There were few distractions, so it was more productive than her own room.
“Hngg, I can’t decide on the heroine’s name!” Ricchan’s mind was still on her novel, and she spoke as if we’d been talking about it all along.
“That’s a tough one,” I said, well aware she wasn’t expecting me to provide the answer.
Talking aloud helped her sort things out in her mind. I often saw her muttering to herself before yelping and scribbling something down in her notepad.
Today, though, no lightbulbs were going off. I silently cheered on my hardworking junior.
“Have you ever tried writing, Nao?” she asked.
“Mm-mm. I don’t think I could.”
I was sure of this. I could put on a serious face or even turn myself upside down—and still never write a single word.
Could Sunao?
I doubted I’d ever get the chance to ask, but I did wonder.
I entered the faculty office alone. The key rack was still empty. Various sports teams and the band were still practicing hard in the dimming light.
With the key in its rightful place, I headed for the building’s entrance. There I changed from slippers back into loafers and reunited with the bicycle, which had been patiently awaiting my return.
Ricchan and I split up at the back gate. She lived close by. She’d picked this high school for the easy commute rather than the uniform.
The wheels of the bike whirred as they spun; my feet were pressed flat against the pedals, my legs pumping.
The backs of the loafers were keen on folding in and locked in a battle with my Achilles tendons. They’d clearly forgotten their original shape entirely.
***
This is the story of how I came to be.
One day, Sunao really didn’t want to go to a children’s association event.

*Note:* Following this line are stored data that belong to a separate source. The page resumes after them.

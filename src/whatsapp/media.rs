//! Image attachment sent along with every message.
//!
//! Loaded once at startup and shared read-only. A missing or unreadable
//! file is not fatal: the relay falls back to text-only messages.

use std::path::Path;
use std::sync::Arc;

use base64::engine::general_purpose::STANDARD;
use base64::Engine;
use tracing::{info, warn};

use super::WhatsAppError;

/// An immutable binary attachment.
#[derive(Debug, Clone, PartialEq, Eq)]
pub struct MediaAsset {
    mime_type: String,
    filename: String,
    data: Vec<u8>,
}

impl MediaAsset {
    /// Build an asset from raw parts.
    pub fn new(mime_type: impl Into<String>, filename: impl Into<String>, data: Vec<u8>) -> Self {
        Self {
            mime_type: mime_type.into(),
            filename: filename.into(),
            data,
        }
    }

    /// Read an attachment from disk, inferring the MIME type from the
    /// file extension.
    ///
    /// # Errors
    ///
    /// Returns [`WhatsAppError::Media`] if the file cannot be read or is empty.
    pub fn load(path: &Path) -> Result<Self, WhatsAppError> {
        let data = std::fs::read(path)
            .map_err(|e| WhatsAppError::Media(format!("failed to read {}: {e}", path.display())))?;
        if data.is_empty() {
            return Err(WhatsAppError::Media(format!("{} is empty", path.display())));
        }
        let filename = path
            .file_name()
            .and_then(|n| n.to_str())
            .unwrap_or("attachment")
            .to_owned();
        Ok(Self::new(mime_type_for(path), filename, data))
    }

    /// Load the attachment if a path is configured, logging instead of
    /// failing when it cannot be read.
    pub fn load_optional(path: Option<&Path>) -> Option<Arc<Self>> {
        let path = path?;
        match Self::load(path) {
            Ok(asset) => {
                info!(
                    path = %path.display(),
                    mime_type = %asset.mime_type,
                    bytes = asset.data.len(),
                    "media attachment loaded"
                );
                Some(Arc::new(asset))
            }
            Err(e) => {
                warn!(error = %e, "media attachment unavailable, sending text-only messages");
                None
            }
        }
    }

    /// MIME type, e.g. `image/png`.
    pub fn mime_type(&self) -> &str {
        &self.mime_type
    }

    /// File name presented to the recipient.
    pub fn filename(&self) -> &str {
        &self.filename
    }

    /// Raw bytes.
    pub fn data(&self) -> &[u8] {
        &self.data
    }

    /// Standard base64 encoding of the bytes.
    pub fn to_base64(&self) -> String {
        STANDARD.encode(&self.data)
    }
}

fn mime_type_for(path: &Path) -> &'static str {
    let ext = path
        .extension()
        .and_then(|e| e.to_str())
        .map(str::to_ascii_lowercase);
    match ext.as_deref() {
        Some("png") => "image/png",
        Some("jpg" | "jpeg") => "image/jpeg",
        Some("gif") => "image/gif",
        Some("webp") => "image/webp",
        _ => "application/octet-stream",
    }
}
//! Structured logging setup using `tracing-subscriber` and `tracing-appender`.
//!
//! Two modes:
//! - **Production** ([`init_production`]): JSON file layer (daily rotation) + console layer
//! - **CLI** ([`init_cli`]): console-only, for one-shot subcommands or when no
//!   logs directory is configured

use std::path::Path;

use tracing_appender::non_blocking::WorkerGuard;
use tracing_subscriber::layer::SubscriberExt;
use tracing_subscriber::util::SubscriberInitExt;
use tracing_subscriber::EnvFilter;

/// Base name of the rotated log files.
pub const LOG_FILE_NAME: &str = "guardian-relay.log";

/// Holds the non-blocking writer guard for file logging.
///
/// The [`WorkerGuard`] must be kept alive for the duration of the process.
/// Dropping it flushes pending log entries and closes the file.
pub struct LoggingGuard {
    _guard: WorkerGuard,
}

/// Initialise logging for the `start` subcommand (production mode).
///
/// Writes JSON logs to `{logs_dir}/guardian-relay.log.YYYY-MM-DD` with daily
/// rotation. Also emits human-readable output to stderr. `RUST_LOG` wins
/// over `default_level`.
///
/// Returns a [`LoggingGuard`] that must be kept alive for log flushing.
///
/// # Errors
///
/// Returns an error if the logs directory cannot be created or a global
/// subscriber is already installed.
pub fn init_production(logs_dir: &Path, default_level: &str) -> anyhow::Result<LoggingGuard> {
    std::fs::create_dir_all(logs_dir).map_err(|e| {
        anyhow::anyhow!(
            "failed to create logs directory {}: {e}",
            logs_dir.display()
        )
    })?;

    let file_appender = tracing_appender::rolling::daily(logs_dir, LOG_FILE_NAME);
    let (non_blocking, guard) = tracing_appender::non_blocking(file_appender);

    let json_layer = tracing_subscriber::fmt::layer()
        .json()
        .with_writer(non_blocking);

    let console_layer = tracing_subscriber::fmt::layer().with_writer(std::io::stderr);

    tracing_subscriber::registry()
        .with(env_filter(default_level))
        .with(json_layer)
        .with(console_layer)
        .try_init()
        .map_err(|e| anyhow::anyhow!("failed to install log subscriber: {e}"))?;

    Ok(LoggingGuard { _guard: guard })
}

/// Initialise console-only logging on stderr. No file rotation.
///
/// Does nothing if a global subscriber is already installed.
pub fn init_cli(default_level: &str) {
    let _ = tracing_subscriber::fmt()
        .with_env_filter(env_filter(default_level))
        .with_writer(std::io::stderr)
        .try_init();
}

fn env_filter(default_level: &str) -> EnvFilter {
    EnvFilter::try_from_default_env().unwrap_or_else(|_| EnvFilter::new(default_level))
}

She’d had a fight with Ricchan, and because Sunao was a very stubborn child, she simply couldn’t be the first to apologize. But this time she knew the fight was her fault, which left her trapped between the part of her that didn’t want to apologize and the part that knew she had to.
The result of this impasse was my birth. Still—Sunao and Ricchan had fought before, so I can’t say that was the sole cause.
Sunao was shocked—but she faced me and put her hands together like she was offering a prayer.
“Will you go to the community center for me and make up with Ricchan?”